Elsa Delpóntigo, referente social del Banco Popular de la Buena Fe en el barrio Nuevo Alberdi de Rosario, hace 5 años que comenzó con el sistema de microcréditos con un fondo inicial de $ 12.500, hoy asciende a 120 mil. Sostiene que “¡Se puede! Nuestro banquito es de economía solidaria. Mayoritariamente son mujeres las que lo piden. El porcentaje de recuperación o devolución del crédito oscila entre el 93 y el 95%”
El titular del Sedronar Rafael Bielsa, me dijo esta semana “no sabemos qué hacer para poder trabajar junto a Santa Fe. Hemos mantenido reuniones privadas que ahora niegan”. Al preguntarle qué se puede hacer dijo: “primero hacer un diagnóstico certero de la situación y trabajar en coordinación con las fuerzas de seguridad, los jueces y fiscales federales. Sin este primer paso no se puede hacer nada, tampoco si hay miedo, connivencia, y/o si se permite que la policía local se apropie de los procedimientos y luego venda protección e inmunidad, “intoxicando” la instrucción. Sabemos lo que hay que hacer, pero exige un esfuerzo conjunto sin la complicidad y encubrimiento de funcionarios que delinquen. Hay muchos policías que se avergüenzan de sus colegas delincuentes. La provincia de Santa Fe ha rechazado nuestra ayuda. Inclusive hizo sólo 3 intervenciones sobre 19 que le solicitamos en materia de estupefacientes como son los precursores químicos.
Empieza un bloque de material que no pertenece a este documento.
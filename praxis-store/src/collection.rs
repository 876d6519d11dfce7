//! Typed collection accessors
//!
//! One [`Collection`] handle per entity, created once at process start
//! from its static [`CollectionSpec`]. A handle is a thin typed wrapper
//! over the shared backend: stateless beyond the backend reference and
//! safe to clone and use concurrently. `ensure_indexes` is idempotent
//! and runs before the handle serves traffic.

use std::marker::PhantomData;
use std::sync::Arc;

use praxis_core::{ObjectId, StoreError};
use serde::de::DeserializeOwned;
use serde::Serialize;
use serde_json::Value;

use crate::backend::{CollectionSpec, DocumentBackend, JsonMap, StoreResult};
use crate::query::{Filter, Sort};
use crate::upsert::UpsertKey;

pub struct Collection<T> {
    backend: Arc<dyn DocumentBackend>,
    spec: &'static CollectionSpec,
    _marker: PhantomData<fn() -> T>,
}

// Manual Clone: the record type itself need not be Clone.
impl<T> Clone for Collection<T> {
    fn clone(&self) -> Self {
        Self {
            backend: self.backend.clone(),
            spec: self.spec,
            _marker: PhantomData,
        }
    }
}

fn decode<T: DeserializeOwned>(value: Value) -> StoreResult<T> {
    serde_json::from_value(value).map_err(|e| StoreError::Serialization {
        reason: e.to_string(),
    })
}

fn encode<T: Serialize>(record: &T) -> StoreResult<Value> {
    serde_json::to_value(record).map_err(|e| StoreError::Serialization {
        reason: e.to_string(),
    })
}

impl<T: Serialize + DeserializeOwned> Collection<T> {
    pub fn new(backend: Arc<dyn DocumentBackend>, spec: &'static CollectionSpec) -> Self {
        Self {
            backend,
            spec,
            _marker: PhantomData,
        }
    }

    pub fn name(&self) -> &'static str {
        self.spec.name
    }

    /// Idempotently ensure every index this collection depends on.
    pub async fn ensure_indexes(&self) -> StoreResult<()> {
        for index in self.spec.indexes {
            self.backend.ensure_index(self.spec.name, index).await?;
        }
        Ok(())
    }

    pub async fn insert(&self, record: &T) -> StoreResult<T> {
        let stored = self.backend.insert(self.spec.name, encode(record)?).await?;
        decode(stored)
    }

    pub async fn find(&self, filter: Filter, sort: Option<Sort>) -> StoreResult<Vec<T>> {
        let documents = self
            .backend
            .find(self.spec.name, &filter, sort.as_ref())
            .await?;
        documents.into_iter().map(decode).collect()
    }

    pub async fn find_one(&self, filter: Filter, sort: Option<Sort>) -> StoreResult<Option<T>> {
        let document = self
            .backend
            .find_one(self.spec.name, &filter, sort.as_ref())
            .await?;
        document.map(decode).transpose()
    }

    /// Exact lookup by canonical identifier.
    pub async fn get(&self, id: &ObjectId) -> StoreResult<Option<T>> {
        self.find_one(Filter::new().eq("_id", id.to_string()), None)
            .await
    }

    /// Overwrite the supplied top-level fields of one matching document.
    /// Returns `None` when nothing matched.
    pub async fn update_one(&self, filter: Filter, set: JsonMap) -> StoreResult<Option<T>> {
        let document = self
            .backend
            .find_one_and_update(self.spec.name, &filter, set, false)
            .await?;
        document.map(decode).transpose()
    }

    /// Atomic locate-or-create-then-replace against a resolved key.
    /// Returns the canonical stored document after the write.
    pub async fn upsert(&self, key: &UpsertKey, set: JsonMap) -> StoreResult<T> {
        let document = self
            .backend
            .find_one_and_update(self.spec.name, &key.filter(), set, true)
            .await?
            .ok_or_else(|| StoreError::UpdateFailed {
                collection: self.spec.name.to_string(),
                reason: "upsert produced no document".to_string(),
            })?;
        decode(document)
    }
}

#[cfg(test)]
mod tests {
    use super::*;
    use crate::backend::IndexSpec;
    use crate::memory::MemoryBackend;
    use crate::upsert::resolve_key;
    use serde::Deserialize;

    #[derive(Debug, Clone, PartialEq, Serialize, Deserialize)]
    struct Widget {
        #[serde(rename = "_id")]
        id: ObjectId,
        label: String,
        size: i32,
    }

    static SPECS: &[CollectionSpec] = &[CollectionSpec {
        name: "widgets",
        indexes: &[IndexSpec {
            name: "widgets_label_unique",
            fields: &["label"],
            unique: true,
        }],
    }];

    fn widgets() -> Collection<Widget> {
        let backend: Arc<dyn DocumentBackend> = Arc::new(MemoryBackend::new(SPECS));
        Collection::new(backend, &SPECS[0])
    }

    #[tokio::test]
    async fn test_typed_round_trip() {
        let collection = widgets();
        collection.ensure_indexes().await.unwrap();

        let widget = Widget {
            id: ObjectId::generate(),
            label: "bolt".to_string(),
            size: 5,
        };
        let stored = collection.insert(&widget).await.unwrap();
        assert_eq!(stored, widget);

        let fetched = collection.get(&widget.id).await.unwrap().unwrap();
        assert_eq!(fetched, widget);
    }

    #[tokio::test]
    async fn test_get_missing_returns_none() {
        let collection = widgets();
        let absent = collection.get(&ObjectId::generate()).await.unwrap();
        assert!(absent.is_none());
    }

    #[tokio::test]
    async fn test_update_one_patches_fields() {
        let collection = widgets();
        let widget = Widget {
            id: ObjectId::generate(),
            label: "nut".to_string(),
            size: 1,
        };
        collection.insert(&widget).await.unwrap();

        let mut set = JsonMap::new();
        set.insert("size".to_string(), serde_json::json!(9));
        let updated = collection
            .update_one(Filter::new().eq("_id", widget.id.to_string()), set)
            .await
            .unwrap()
            .unwrap();
        assert_eq!(updated.size, 9);
        assert_eq!(updated.label, "nut");
    }

    #[tokio::test]
    async fn test_upsert_by_explicit_id_creates_with_that_id() {
        let collection = widgets();
        let id = ObjectId::generate();
        let key = resolve_key(Some(id.as_str()), None).unwrap();

        let mut set = JsonMap::new();
        set.insert("label".to_string(), serde_json::json!("washer"));
        set.insert("size".to_string(), serde_json::json!(2));
        let stored = collection.upsert(&key, set).await.unwrap();
        assert_eq!(stored.id, id);
        assert_eq!(stored.label, "washer");
    }
}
El gobierno de Santa Fe debe remover a funcionarios investigados por enriquecimiento ilícito. No podemos trabajar si se encubren delincuentes de uniformes”. Remata Bielsa, “todavía estamos a tiempo. Aún no existen un Escobar Gaviria o Fernández Orejuela. Si no entendemos esto, en dos años seremos San Pablo”.
El padre Edgardo Montaldo dice “debemos sumarnos todos y nos ser cómplices de la droga. Los funcionarios o están ausentes o son cómplices. No esperemos que haya más Mercedes Delgado para juntarnos”.
Gerardo Rico, del Movimiento Evita, sintetizó a mi juicio de forma categórica el problema, las consecuencias y lo que debe hacerse: “Cada error de la política es una muerte. Los narcos aparte de vender droga en los barrios hacen allí acción social. La lucha contra el narcotráfico debe ser una política de Estado”
PD: el intendente de Ceres Busquets, anunció que si el gobernador Bonfatti no los recibe los intendentes PJ cerrarán sus municipios e irán en movilización a Santa Fe. Denuncia que existen zonas liberadas en sus territorios y que deben pagarle adicionales a la policía.